→ Task: For these records, count the lines containing the word "first" and respond with the number alone.

→ Given records:
[Start of section]

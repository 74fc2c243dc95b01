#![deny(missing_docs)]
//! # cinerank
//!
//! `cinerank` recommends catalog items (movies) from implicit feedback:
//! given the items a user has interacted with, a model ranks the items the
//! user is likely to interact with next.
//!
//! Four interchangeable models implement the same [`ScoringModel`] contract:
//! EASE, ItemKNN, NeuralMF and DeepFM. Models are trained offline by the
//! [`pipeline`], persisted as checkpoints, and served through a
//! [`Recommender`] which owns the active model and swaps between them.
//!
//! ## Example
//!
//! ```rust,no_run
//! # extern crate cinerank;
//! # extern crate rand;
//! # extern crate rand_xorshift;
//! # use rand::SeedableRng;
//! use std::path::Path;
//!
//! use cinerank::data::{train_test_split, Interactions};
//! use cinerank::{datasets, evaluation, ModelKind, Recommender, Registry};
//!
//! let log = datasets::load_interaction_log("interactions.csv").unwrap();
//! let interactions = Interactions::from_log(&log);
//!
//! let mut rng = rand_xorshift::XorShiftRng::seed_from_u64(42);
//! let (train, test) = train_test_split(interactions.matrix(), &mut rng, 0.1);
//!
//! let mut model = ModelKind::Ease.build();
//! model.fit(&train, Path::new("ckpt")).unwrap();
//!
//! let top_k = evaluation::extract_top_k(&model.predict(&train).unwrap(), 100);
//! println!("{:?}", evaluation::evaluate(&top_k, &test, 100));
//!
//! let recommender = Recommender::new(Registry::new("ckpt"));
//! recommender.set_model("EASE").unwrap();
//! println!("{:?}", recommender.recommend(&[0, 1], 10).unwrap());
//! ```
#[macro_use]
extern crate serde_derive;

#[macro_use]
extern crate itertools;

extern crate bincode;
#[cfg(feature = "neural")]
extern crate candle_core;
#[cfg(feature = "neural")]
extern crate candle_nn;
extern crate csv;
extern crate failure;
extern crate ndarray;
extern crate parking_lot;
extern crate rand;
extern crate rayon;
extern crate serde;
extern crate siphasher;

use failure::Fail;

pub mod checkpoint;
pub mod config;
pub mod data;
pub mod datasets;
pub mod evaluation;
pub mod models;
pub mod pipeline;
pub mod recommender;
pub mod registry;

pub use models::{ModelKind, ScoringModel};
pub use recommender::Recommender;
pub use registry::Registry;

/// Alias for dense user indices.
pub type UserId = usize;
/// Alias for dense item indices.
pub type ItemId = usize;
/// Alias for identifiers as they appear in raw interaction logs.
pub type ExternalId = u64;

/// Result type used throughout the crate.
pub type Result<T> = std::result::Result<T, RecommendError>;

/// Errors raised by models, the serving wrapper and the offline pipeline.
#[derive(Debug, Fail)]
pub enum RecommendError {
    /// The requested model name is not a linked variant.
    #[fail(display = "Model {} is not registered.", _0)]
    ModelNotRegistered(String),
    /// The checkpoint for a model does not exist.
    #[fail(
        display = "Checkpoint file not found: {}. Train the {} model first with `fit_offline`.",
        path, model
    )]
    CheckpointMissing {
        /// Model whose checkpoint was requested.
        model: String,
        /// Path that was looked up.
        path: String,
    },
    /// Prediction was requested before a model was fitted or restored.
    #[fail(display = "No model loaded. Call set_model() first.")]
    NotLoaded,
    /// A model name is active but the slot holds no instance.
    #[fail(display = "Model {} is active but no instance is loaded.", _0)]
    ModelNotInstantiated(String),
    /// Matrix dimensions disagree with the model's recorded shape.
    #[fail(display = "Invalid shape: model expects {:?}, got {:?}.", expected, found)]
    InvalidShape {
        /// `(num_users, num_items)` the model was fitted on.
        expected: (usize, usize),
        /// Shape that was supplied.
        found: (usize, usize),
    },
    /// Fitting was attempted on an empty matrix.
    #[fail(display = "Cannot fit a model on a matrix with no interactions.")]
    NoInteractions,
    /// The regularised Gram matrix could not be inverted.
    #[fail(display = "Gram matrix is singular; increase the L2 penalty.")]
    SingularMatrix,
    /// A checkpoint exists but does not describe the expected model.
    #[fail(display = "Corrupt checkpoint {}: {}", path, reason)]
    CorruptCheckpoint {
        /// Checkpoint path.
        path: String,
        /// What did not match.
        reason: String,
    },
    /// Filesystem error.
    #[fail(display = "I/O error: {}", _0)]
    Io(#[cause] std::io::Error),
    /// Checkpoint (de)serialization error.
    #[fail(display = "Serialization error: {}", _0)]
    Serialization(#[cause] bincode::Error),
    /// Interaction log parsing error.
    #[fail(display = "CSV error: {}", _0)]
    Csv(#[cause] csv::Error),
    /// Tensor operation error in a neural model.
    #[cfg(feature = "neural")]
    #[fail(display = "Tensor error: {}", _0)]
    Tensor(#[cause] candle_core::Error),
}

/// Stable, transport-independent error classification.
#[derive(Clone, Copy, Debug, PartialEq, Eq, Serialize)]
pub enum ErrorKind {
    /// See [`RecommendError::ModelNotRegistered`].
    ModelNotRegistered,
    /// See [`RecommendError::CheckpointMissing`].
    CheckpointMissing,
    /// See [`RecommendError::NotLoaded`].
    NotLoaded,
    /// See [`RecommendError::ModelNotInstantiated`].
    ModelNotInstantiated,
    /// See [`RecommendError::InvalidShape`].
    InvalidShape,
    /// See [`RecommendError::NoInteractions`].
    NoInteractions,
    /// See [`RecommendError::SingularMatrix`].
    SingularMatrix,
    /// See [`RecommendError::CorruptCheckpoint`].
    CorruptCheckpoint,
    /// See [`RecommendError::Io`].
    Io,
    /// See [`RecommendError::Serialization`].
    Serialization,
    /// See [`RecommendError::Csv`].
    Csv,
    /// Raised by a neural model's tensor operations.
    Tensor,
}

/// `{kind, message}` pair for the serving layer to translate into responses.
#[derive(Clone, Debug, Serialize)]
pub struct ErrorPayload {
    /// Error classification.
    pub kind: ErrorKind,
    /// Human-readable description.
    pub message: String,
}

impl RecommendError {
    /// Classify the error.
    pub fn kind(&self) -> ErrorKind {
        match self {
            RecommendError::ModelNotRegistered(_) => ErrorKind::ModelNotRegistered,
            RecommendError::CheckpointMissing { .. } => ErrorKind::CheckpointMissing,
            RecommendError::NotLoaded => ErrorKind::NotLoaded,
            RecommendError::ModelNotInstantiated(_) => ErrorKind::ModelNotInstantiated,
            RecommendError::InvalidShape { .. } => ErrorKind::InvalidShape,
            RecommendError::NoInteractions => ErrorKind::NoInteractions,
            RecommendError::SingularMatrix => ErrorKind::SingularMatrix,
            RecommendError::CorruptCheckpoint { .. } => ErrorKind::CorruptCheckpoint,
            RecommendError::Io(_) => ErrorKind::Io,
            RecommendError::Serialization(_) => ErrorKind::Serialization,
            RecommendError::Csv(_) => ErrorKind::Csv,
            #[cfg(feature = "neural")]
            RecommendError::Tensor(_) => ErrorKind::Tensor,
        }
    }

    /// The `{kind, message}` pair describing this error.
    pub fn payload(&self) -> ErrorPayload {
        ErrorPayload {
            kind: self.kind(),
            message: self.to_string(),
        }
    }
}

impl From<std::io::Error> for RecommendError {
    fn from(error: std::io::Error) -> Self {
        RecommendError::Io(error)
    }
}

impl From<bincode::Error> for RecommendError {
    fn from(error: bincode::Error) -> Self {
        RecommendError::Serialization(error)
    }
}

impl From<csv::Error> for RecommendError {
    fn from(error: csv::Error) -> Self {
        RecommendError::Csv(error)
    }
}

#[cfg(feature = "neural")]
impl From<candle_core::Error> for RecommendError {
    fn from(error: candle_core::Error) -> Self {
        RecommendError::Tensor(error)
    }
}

[End of section]
[Start of section]

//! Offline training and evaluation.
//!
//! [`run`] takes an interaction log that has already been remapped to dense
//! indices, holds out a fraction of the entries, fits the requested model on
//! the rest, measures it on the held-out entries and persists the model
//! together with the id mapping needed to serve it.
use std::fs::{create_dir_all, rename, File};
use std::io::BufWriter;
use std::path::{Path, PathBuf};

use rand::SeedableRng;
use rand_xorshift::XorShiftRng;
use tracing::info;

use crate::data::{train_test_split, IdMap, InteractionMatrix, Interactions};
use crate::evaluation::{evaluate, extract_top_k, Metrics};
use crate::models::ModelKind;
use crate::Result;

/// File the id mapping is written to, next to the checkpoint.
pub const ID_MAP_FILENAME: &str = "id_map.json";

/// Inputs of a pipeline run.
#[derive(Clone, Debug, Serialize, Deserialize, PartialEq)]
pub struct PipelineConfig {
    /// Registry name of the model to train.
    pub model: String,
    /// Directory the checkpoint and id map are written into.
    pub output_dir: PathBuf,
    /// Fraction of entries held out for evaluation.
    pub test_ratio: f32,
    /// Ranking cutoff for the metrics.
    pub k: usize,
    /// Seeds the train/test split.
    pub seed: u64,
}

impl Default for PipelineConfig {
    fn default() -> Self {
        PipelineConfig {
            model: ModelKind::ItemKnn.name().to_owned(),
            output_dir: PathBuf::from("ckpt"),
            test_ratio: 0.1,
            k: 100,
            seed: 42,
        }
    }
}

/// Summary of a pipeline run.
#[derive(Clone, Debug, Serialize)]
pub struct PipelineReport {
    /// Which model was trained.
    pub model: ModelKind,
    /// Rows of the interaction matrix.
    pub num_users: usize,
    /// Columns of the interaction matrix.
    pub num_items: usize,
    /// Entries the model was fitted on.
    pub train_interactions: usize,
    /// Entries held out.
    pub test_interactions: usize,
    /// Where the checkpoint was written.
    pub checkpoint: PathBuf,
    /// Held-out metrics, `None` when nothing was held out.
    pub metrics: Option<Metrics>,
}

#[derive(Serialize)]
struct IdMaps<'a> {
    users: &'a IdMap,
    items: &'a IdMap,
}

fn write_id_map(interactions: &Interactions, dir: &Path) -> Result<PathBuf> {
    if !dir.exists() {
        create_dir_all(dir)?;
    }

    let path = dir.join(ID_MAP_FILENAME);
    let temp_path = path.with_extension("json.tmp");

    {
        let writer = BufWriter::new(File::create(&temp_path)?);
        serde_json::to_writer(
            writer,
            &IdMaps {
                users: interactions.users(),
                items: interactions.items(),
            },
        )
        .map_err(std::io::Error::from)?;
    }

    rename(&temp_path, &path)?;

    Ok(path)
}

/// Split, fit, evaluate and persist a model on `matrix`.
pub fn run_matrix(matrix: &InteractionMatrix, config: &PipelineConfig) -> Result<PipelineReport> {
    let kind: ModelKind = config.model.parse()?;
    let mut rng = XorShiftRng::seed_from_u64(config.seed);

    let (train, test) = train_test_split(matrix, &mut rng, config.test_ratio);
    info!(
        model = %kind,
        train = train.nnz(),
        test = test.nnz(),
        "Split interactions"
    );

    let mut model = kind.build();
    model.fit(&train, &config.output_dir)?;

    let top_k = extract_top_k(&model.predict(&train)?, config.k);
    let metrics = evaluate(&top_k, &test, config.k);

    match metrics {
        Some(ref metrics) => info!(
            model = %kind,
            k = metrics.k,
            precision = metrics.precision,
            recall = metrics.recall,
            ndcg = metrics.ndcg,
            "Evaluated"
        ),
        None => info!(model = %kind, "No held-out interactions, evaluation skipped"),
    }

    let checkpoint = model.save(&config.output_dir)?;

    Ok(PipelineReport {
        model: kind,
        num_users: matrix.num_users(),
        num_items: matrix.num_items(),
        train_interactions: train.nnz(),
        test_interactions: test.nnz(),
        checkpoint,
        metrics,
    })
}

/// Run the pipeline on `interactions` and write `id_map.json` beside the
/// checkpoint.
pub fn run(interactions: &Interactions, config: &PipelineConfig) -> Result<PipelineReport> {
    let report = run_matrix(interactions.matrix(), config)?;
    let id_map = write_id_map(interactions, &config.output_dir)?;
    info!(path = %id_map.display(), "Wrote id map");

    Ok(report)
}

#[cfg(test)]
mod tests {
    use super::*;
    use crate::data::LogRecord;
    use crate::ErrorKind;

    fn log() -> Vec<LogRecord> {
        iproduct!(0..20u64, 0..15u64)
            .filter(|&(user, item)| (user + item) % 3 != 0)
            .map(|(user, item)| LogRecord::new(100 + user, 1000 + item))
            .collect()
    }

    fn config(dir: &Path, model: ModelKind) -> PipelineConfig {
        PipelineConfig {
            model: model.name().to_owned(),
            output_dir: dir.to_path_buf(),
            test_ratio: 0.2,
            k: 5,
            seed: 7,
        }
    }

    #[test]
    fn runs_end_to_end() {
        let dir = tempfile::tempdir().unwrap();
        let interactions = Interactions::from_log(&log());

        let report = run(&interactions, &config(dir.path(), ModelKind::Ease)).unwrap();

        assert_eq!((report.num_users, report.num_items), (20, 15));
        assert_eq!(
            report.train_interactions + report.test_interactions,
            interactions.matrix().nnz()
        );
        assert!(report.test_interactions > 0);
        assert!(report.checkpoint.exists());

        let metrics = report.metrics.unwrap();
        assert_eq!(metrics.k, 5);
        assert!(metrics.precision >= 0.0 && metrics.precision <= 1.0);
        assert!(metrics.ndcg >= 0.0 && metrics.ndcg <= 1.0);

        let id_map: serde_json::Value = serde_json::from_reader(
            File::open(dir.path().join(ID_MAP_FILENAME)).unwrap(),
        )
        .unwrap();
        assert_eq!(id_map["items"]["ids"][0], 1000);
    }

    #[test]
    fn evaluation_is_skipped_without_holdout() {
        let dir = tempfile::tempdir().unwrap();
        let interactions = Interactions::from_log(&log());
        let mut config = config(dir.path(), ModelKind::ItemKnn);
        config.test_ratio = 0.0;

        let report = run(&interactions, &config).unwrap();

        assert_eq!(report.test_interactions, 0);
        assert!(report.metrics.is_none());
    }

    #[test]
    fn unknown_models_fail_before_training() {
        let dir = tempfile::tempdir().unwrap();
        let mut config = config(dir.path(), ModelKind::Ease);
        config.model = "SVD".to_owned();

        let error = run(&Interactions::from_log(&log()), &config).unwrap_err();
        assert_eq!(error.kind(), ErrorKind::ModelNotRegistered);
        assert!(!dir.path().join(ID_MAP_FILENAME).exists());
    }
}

[End of section]

→ Answer for this exercise: 2